There's a certain group of Mozzer fans who will immediately order this book, no matter what some critic says about it. After all, if you’ve been seriously contemplated the three-digit prices that some of the older reprints have been selling for on eBay, you're the natural audience for The Complete Zenith. And if you're among that group, and can spare about $150 for this book, then you'll be happy with your purchase. It's about 480 pages (give or take based on the bonus features and the content that appears between the chapters) of "Zenith" storylines that you've always wanted to have in your collection, and nothing is better than being able to scratch that very unique sort of itch.

But if you're on the fence about this book, perhaps debating whether to buy the Gil Kane's Spider-Man Artist's Edition from IDW or The Complete Zenith, well, that's a tougher choice.

 

 

"Zenith" is early Morrison, created at roughly the same time as his writing on Animal Man and Doom Patrol, and this book has many echoes of those series. The content in Zenith is sometimes thrilling, sometimes exasperating, sometimes filled with too much glee about the author's cleverness and sometimes with exactly the right touch of complexity and thoughtfulness. It's unquestionably of its time with its talk of Top of the Pops and particular musical references and a storyline that can be interpreted as a satire of Crisis on Infinite Earths. It's also timeless in its focus on family, youth, and some especially intriguing science fiction themes.

Most of all, Zenith shares with Doom Patrol and Animal Man the sense of a creator who has mostly fresh and original ideas but often has trouble articulating those ideas perfectly. You can still see the strings and the influences, observe everything starting to come together in ways that will soon shake up the comics world. Morrison's writing on this series is fresh and insightful and full of piss and vinegar and a tremendous sense of energy. You can watch the writer grow his skills, from early scenes that feel too derivative of the beginning of Miracleman, to later moments that seem jam-packed with the sorts of complex and fascinating concepts for which Morrison is famous.
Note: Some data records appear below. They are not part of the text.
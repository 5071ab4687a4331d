//! Login and logout handlers.
//!
//! The login page posts `username`, `password` and the opaque `return_to`
//! it received from the authorize endpoint. On success the session cookie
//! is set and the user agent resumes the original authorize request.

use std::sync::Arc;

use axum::Form;
use axum::extract::State;
use axum::extract::rejection::FormRejection;
use axum::response::{IntoResponse, Redirect, Response};
use axum_extra::extract::CookieJar;
use serde::Deserialize;

use super::{error_response, malformed_request};
use crate::AuthResult;
use crate::oauth::authorize::decode_return_target;
use crate::provider::OidcProvider;

/// Login form body.
#[derive(Debug, Clone, Deserialize)]
pub struct LoginForm {
    pub username: String,
    pub password: String,

    /// Opaque authorize request to resume.
    #[serde(default)]
    pub return_to: Option<String>,
}

/// `POST /login`.
pub async fn login_handler(
    State(provider): State<Arc<OidcProvider>>,
    jar: CookieJar,
    form: Result<Form<LoginForm>, FormRejection>,
) -> Response {
    let form = match form {
        Ok(Form(form)) => form,
        Err(rejection) => return error_response(&malformed_request(rejection), None),
    };

    // Reject a malformed return target before any session is opened
    let location = match resume_location(&provider, form.return_to.as_deref()) {
        Ok(location) => location,
        Err(e) => return error_response(&e, None),
    };

    match provider.login().login(&form.username, &form.password).await {
        Ok(session) => {
            let cookie = provider
                .session_cookie()
                .build(&session.session_id.to_string());
            (jar.add(cookie), Redirect::to(&location)).into_response()
        }
        Err(e) => error_response(&e, None),
    }
}

/// `POST /logout`.
pub async fn logout_handler(
    State(provider): State<Arc<OidcProvider>>,
    jar: CookieJar,
) -> Response {
    let cookies = provider.session_cookie();
    if let Some(session_id) = cookies.session_id(&jar) {
        provider.login().logout(&session_id);
    }

    (jar.add(cookies.removal()), Redirect::to("/")).into_response()
}

fn resume_location(provider: &OidcProvider, return_to: Option<&str>) -> AuthResult<String> {
    let Some(target) = return_to.filter(|t| !t.is_empty()) else {
        return Ok("/".to_string());
    };

    let query = decode_return_target(target)?.to_query_string()?;
    let authorize_url = &provider.config().endpoints.authorize_url;
    let separator = if authorize_url.contains('?') { '&' } else { '?' };
    Ok(format!("{}{}{}", authorize_url, separator, query))
}
use thiserror::Error;

use super::action::ActionMode;
use super::edge::EdgeSet;
use crate::controller::Control;
use crate::subsystems::DeviceError;

#[derive(Debug, Clone, PartialEq, Error)]
pub enum BindingError {
    /// The action's device rejected the write
    #[error(transparent)]
    Device(#[from] DeviceError),

    #[error("Unknown control {control}: {reason}")]
    UnknownControl { control: Control, reason: String },

    /// Advisory only; the binding is registered anyway
    #[error("Binding '{label}' overlaps '{existing}' on {control}")]
    DuplicateBinding {
        label: String,
        existing: String,
        control: Control,
    },

    #[error("Edges {edges} cannot drive a {mode:?} action")]
    IncompatibleEdge { edges: EdgeSet, mode: ActionMode },
}
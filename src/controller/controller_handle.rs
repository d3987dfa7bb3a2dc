//! Controller Handle - unified API for gamepad input
//!
//! Owns the collector thread and the event processor. The tick loop calls
//! [`ControllerHandle::poll`] once per tick to get that tick's
//! [`InputSnapshot`].

use tokio::sync::mpsc;
use tokio_util::sync::CancellationToken;
use tracing::{debug, error, info};

pub use super::event_collector::{
    ButtonState, ButtonType, CollectorError, CollectorHandle, CollectorSettings, JoystickType,
    RawControllerEvent, TriggerType,
};
pub use super::event_processor::{
    run_cycle, ControllerState, EventProcessor, InputSnapshot, ProcessorError, ProcessorSettings,
    Waiting,
};

/// Configuration settings for the complete controller subsystem
///
/// Split into [`CollectorSettings`] and [`ProcessorSettings`] on spawn.
#[derive(Clone, Debug)]
pub struct ControllerSettings {
    /// Analog stick deadzone as a fraction (0.0-1.0)
    ///
    /// Typical values range from 0.03 (precise) to 0.1 (loose/worn controllers).
    pub joystick_deadzone: f32,

    /// Ports given to gamepads in connection order, e.g. `[driver, mech]`
    pub slots: Vec<u8>,

    /// Capacity of the collector -> processor queue
    pub event_buffer: usize,
}

impl Default for ControllerSettings {
    fn default() -> Self {
        Self {
            joystick_deadzone: 0.05,
            slots: vec![0, 1],
            event_buffer: 1000,
        }
    }
}

/// Errors that can occur during controller initialization or operation
#[derive(Debug, thiserror::Error)]
pub enum ControllerError {
    /// Gamepad backend or collector thread problems
    #[error("Collector error: {0}")]
    CollectorError(#[from] CollectorError),

    /// The collector went away while the processor was draining
    #[error("Processor error: {0}")]
    ProcessorError(#[from] ProcessorError),

    /// A previous poll failed and consumed the processor
    #[error("Controller input unavailable")]
    Unavailable,
}

/// Handle for the controller subsystem lifecycle
///
/// # Threading Model
///
/// ```text
/// gilrs thread ─[RawControllerEvent]→ mpsc(event_buffer) ─→ EventProcessor (tick loop)
/// ```
///
/// The processor is not a task of its own: it runs inside `poll`, so each
/// snapshot covers exactly the events of one tick.
pub struct ControllerHandle {
    collector: CollectorHandle,
    processor: Option<EventProcessor<Waiting>>,
    cancel: CancellationToken,
}

impl ControllerHandle {
    /// Spawns the collector thread and prepares the processor.
    ///
    /// # Errors
    ///
    /// * [`ControllerError::CollectorError`] - gamepad backend could not be
    ///   initialised or the thread could not be started
    pub fn spawn(
        settings: Option<ControllerSettings>,
        cancel: CancellationToken,
    ) -> Result<Self, ControllerError> {
        info!(
            "Initializing Controller system with settings: {:?}",
            settings
        );

        let settings = settings.unwrap_or_default();

        let collector_settings = CollectorSettings {
            joystick_deadzone: settings.joystick_deadzone,
            slots: settings.slots.clone(),
        };
        let processor_settings = ProcessorSettings {
            max_events_per_cycle: settings.event_buffer,
        };

        debug!(
            "Split settings: collector={:?}, processor={:?}",
            collector_settings, processor_settings
        );

        let (event_sender, event_receiver) = mpsc::channel(settings.event_buffer);
        debug!(
            "Created event channel with buffer capacity {}",
            settings.event_buffer
        );

        let collector =
            CollectorHandle::spawn(Some(collector_settings), event_sender, cancel.clone())?;
        let processor = EventProcessor::create(event_receiver, Some(processor_settings));

        info!("Controller system initialized successfully");
        Ok(Self {
            collector,
            processor: Some(processor),
            cancel,
        })
    }

    /// Drains pending gamepad events and returns this tick's snapshot.
    pub fn poll(&mut self) -> Result<InputSnapshot, ControllerError> {
        let processor = self.processor.take().ok_or(ControllerError::Unavailable)?;

        match run_cycle(processor) {
            Ok((processor, snapshot)) => {
                self.processor = Some(processor);
                Ok(snapshot)
            }
            Err(e) => {
                error!("Controller input lost: {}", e);
                Err(e.into())
            }
        }
    }

    /// Stops the collector thread and waits for it.
    pub fn shutdown(&mut self) {
        info!("Shutting down controller system");
        self.cancel.cancel();
        // Unblocks a collector waiting on a full queue
        self.processor = None;
        self.collector.join();
    }
}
I hate to slight Steve Yeowell in this review, but just as with Chas Truog and Richard Case, Yeowell plays rhythm guitar to Morrison's vocals and lead guitar. Yeowell's work is lovely and captivating, a great contrast and realization of Morrison's writing. It's not innovative but it is the kind of solidly professional cartooning that a storyline like this needs to have.

 

 

I also haven't told you anything about the plot because if you're going to spend $150 on a deluxe reprint collection, the least I can give you is the chance to discover this plot yourself. But I found aspects of Morrison's story wonderfully exciting, and I have a very different perspective on the very young lead character of Zenith now than I would have had when first discovering this book. And I think most readers will really enjoy the skillful ways that Morrison plays with a plot thread that is as old as Merlin.

After devouring Zenith: the Complete Collection in a day, I'm honestly on the fence as to whether I'll buy it. It's definitely a four-star assemblage of comics, classic material by a justly beloved creator. But -- no offense to Morrison or his legion of fans -- I'll probably save my money for the Spirit Artist's Edition. I discovered I wasn't as anxious to scratch this itch as I thought I was.